------ Study material ------

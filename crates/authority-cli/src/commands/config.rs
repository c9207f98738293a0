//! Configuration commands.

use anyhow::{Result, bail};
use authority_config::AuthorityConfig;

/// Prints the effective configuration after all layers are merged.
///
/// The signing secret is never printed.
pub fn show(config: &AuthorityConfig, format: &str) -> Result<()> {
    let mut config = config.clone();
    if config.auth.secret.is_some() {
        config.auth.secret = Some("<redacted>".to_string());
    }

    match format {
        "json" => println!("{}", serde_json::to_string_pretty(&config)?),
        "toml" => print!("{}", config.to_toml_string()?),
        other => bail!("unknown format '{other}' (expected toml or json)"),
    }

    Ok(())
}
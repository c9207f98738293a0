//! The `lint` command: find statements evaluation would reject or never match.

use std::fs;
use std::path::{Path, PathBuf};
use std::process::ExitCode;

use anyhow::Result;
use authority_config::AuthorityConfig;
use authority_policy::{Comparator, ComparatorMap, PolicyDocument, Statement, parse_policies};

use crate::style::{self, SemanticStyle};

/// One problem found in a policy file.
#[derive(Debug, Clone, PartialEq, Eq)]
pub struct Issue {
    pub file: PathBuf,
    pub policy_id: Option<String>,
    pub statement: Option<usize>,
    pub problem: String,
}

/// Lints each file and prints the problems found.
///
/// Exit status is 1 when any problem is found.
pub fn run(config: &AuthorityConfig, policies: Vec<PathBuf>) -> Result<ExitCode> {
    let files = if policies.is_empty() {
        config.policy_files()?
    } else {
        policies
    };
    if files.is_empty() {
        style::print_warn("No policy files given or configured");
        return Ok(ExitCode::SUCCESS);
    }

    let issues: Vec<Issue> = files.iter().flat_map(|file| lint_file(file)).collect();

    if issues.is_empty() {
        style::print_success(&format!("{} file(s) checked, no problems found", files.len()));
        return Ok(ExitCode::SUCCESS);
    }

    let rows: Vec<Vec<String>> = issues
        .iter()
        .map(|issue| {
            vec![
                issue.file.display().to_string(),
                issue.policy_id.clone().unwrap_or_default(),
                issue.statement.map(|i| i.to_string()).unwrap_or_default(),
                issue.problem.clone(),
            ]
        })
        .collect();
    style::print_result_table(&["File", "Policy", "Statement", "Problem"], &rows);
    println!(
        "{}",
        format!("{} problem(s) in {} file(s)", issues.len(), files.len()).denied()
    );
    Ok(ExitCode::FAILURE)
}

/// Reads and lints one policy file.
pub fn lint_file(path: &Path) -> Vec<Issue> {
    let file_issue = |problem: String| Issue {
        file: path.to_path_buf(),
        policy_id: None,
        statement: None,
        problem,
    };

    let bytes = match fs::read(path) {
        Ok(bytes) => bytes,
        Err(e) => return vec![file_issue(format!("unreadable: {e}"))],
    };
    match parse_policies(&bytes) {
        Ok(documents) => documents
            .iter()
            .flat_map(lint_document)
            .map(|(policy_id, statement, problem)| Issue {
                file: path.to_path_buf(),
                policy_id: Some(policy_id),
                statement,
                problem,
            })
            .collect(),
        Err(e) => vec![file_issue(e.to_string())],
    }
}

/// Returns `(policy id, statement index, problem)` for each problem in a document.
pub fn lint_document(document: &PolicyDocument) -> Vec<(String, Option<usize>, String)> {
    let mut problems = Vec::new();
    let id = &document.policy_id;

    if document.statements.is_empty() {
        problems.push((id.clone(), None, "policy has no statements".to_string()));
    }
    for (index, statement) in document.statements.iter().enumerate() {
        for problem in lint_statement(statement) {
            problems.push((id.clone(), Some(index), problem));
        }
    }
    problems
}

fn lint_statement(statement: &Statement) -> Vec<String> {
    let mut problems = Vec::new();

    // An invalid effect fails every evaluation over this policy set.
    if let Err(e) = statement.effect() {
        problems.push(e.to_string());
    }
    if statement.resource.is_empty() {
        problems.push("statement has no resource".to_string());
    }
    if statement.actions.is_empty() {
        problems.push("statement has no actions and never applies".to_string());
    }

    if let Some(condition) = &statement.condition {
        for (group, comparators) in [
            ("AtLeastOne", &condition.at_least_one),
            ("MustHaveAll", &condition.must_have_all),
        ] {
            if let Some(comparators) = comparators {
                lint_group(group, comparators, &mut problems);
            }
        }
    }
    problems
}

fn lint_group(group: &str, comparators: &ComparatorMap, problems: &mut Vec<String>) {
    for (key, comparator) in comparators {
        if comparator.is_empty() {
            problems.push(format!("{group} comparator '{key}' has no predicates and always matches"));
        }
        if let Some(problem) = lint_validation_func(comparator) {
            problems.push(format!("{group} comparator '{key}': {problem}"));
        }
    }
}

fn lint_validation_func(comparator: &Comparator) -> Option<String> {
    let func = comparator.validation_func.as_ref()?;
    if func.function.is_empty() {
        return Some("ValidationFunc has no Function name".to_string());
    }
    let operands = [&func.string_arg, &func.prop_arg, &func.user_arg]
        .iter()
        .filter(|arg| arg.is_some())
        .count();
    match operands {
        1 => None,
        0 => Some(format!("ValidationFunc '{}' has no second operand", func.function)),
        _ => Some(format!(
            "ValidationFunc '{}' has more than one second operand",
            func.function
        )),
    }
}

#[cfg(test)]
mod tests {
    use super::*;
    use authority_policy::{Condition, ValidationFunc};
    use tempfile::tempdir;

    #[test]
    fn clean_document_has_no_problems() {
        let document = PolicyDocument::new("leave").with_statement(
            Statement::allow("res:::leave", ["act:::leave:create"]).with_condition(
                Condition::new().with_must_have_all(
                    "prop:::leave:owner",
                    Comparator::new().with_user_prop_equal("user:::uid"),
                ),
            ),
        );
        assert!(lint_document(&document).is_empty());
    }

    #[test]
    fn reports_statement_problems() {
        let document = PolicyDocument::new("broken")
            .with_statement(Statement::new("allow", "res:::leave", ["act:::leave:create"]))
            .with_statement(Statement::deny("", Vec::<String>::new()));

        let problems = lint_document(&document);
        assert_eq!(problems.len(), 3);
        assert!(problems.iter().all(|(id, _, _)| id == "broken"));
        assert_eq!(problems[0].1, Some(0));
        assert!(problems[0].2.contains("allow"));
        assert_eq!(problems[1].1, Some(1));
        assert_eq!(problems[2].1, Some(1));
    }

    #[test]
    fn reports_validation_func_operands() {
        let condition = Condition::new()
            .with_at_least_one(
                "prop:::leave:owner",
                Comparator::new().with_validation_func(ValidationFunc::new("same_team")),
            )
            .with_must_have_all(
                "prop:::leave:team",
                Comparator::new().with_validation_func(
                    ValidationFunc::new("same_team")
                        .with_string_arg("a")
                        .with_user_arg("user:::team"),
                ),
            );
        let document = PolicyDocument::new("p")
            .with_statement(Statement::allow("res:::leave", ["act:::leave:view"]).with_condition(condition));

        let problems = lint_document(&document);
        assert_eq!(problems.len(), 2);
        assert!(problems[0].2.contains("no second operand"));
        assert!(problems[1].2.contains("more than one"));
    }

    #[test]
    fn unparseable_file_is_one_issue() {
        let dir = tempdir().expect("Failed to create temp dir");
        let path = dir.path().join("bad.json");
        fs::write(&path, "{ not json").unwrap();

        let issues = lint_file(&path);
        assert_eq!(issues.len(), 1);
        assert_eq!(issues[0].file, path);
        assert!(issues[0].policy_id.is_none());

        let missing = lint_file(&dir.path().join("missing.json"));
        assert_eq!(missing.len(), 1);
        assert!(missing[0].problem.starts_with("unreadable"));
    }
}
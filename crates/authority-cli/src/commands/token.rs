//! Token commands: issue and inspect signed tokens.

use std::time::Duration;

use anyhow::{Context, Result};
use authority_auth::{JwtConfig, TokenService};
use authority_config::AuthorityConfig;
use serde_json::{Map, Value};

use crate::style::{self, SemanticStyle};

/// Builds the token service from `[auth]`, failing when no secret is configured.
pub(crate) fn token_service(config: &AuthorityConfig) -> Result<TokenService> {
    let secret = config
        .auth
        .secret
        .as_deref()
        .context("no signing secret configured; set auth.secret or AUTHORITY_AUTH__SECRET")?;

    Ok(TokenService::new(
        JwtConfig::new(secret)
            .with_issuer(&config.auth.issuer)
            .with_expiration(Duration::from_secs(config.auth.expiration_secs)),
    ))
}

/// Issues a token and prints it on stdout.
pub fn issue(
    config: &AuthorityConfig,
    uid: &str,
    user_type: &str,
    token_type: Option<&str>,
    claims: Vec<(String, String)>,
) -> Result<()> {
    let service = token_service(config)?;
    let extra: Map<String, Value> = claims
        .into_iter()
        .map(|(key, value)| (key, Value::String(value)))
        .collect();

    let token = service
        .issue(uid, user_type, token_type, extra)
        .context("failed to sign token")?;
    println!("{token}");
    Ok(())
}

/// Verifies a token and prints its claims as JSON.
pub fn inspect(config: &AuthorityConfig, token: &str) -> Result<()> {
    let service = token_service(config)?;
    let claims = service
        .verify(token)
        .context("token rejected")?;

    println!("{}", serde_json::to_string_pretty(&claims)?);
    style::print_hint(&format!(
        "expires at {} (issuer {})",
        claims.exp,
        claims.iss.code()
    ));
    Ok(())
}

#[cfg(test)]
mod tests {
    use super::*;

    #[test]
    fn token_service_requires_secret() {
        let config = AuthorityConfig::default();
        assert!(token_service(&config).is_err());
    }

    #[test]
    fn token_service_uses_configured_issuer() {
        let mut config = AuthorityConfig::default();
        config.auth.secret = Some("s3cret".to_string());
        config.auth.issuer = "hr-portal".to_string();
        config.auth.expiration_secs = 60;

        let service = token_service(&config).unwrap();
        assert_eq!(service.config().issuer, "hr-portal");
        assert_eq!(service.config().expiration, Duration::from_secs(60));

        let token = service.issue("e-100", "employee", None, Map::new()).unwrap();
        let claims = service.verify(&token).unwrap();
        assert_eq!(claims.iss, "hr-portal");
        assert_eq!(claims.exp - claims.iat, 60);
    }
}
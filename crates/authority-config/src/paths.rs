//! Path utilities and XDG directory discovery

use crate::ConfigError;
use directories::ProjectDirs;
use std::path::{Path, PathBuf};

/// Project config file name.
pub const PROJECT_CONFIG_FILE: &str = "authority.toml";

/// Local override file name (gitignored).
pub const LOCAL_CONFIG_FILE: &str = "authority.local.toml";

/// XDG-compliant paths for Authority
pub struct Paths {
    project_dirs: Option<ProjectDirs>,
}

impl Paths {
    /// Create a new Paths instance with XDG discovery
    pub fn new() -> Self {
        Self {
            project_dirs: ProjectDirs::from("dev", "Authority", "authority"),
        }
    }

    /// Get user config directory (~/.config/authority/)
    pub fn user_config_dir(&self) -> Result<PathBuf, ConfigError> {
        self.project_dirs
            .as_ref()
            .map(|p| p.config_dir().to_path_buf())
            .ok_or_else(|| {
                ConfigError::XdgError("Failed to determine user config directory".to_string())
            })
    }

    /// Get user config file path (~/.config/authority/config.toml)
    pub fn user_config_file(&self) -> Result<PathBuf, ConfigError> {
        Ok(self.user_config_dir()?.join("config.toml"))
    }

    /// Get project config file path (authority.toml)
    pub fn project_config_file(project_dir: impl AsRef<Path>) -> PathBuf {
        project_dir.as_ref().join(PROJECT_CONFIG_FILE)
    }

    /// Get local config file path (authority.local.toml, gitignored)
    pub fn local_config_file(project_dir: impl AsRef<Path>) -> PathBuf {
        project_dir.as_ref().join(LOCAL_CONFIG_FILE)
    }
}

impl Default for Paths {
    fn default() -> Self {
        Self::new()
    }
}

------

Among the entries above, the line containing "for (key, comparator)", the line containing "assert_eq!(problems[1].1, Some(1));", and all lines between them are to be restated word for word; nothing else belongs in the reply.

- **Exercise response**:
    for (key, comparator) in comparators {
        if comparator.is_empty() {
            problems.push(format!("{group} comparator '{key}' has no predicates and always matches"));
        }
        if let Some(problem) = lint_validation_func(comparator) {
            problems.push(format!("{group} comparator '{key}': {problem}"));
        }
    }
}

fn lint_validation_func(comparator: &Comparator) -> Option<String> {
    let func = comparator.validation_func.as_ref()?;
    if func.function.is_empty() {
        return Some("ValidationFunc has no Function name".to_string());
    }
    let operands = [&func.string_arg, &func.prop_arg, &func.user_arg]
        .iter()
        .filter(|arg| arg.is_some())
        .count();
    match operands {
        1 => None,
        0 => Some(format!("ValidationFunc '{}' has no second operand", func.function)),
        _ => Some(format!(
            "ValidationFunc '{}' has more than one second operand",
            func.function
        )),
    }
}

#[cfg(test)]
mod tests {
    use super::*;
    use authority_policy::{Condition, ValidationFunc};
    use tempfile::tempdir;

    #[test]
    fn clean_document_has_no_problems() {
        let document = PolicyDocument::new("leave").with_statement(
            Statement::allow("res:::leave", ["act:::leave:create"]).with_condition(
                Condition::new().with_must_have_all(
                    "prop:::leave:owner",
                    Comparator::new().with_user_prop_equal("user:::uid"),
                ),
            ),
        );
        assert!(lint_document(&document).is_empty());
    }

    #[test]
    fn reports_statement_problems() {
        let document = PolicyDocument::new("broken")
            .with_statement(Statement::new("allow", "res:::leave", ["act:::leave:create"]))
            .with_statement(Statement::deny("", Vec::<String>::new()));

        let problems = lint_document(&document);
        assert_eq!(problems.len(), 3);
        assert!(problems.iter().all(|(id, _, _)| id == "broken"));
        assert_eq!(problems[0].1, Some(0));
        assert!(problems[0].2.contains("allow"));
        assert_eq!(problems[1].1, Some(1));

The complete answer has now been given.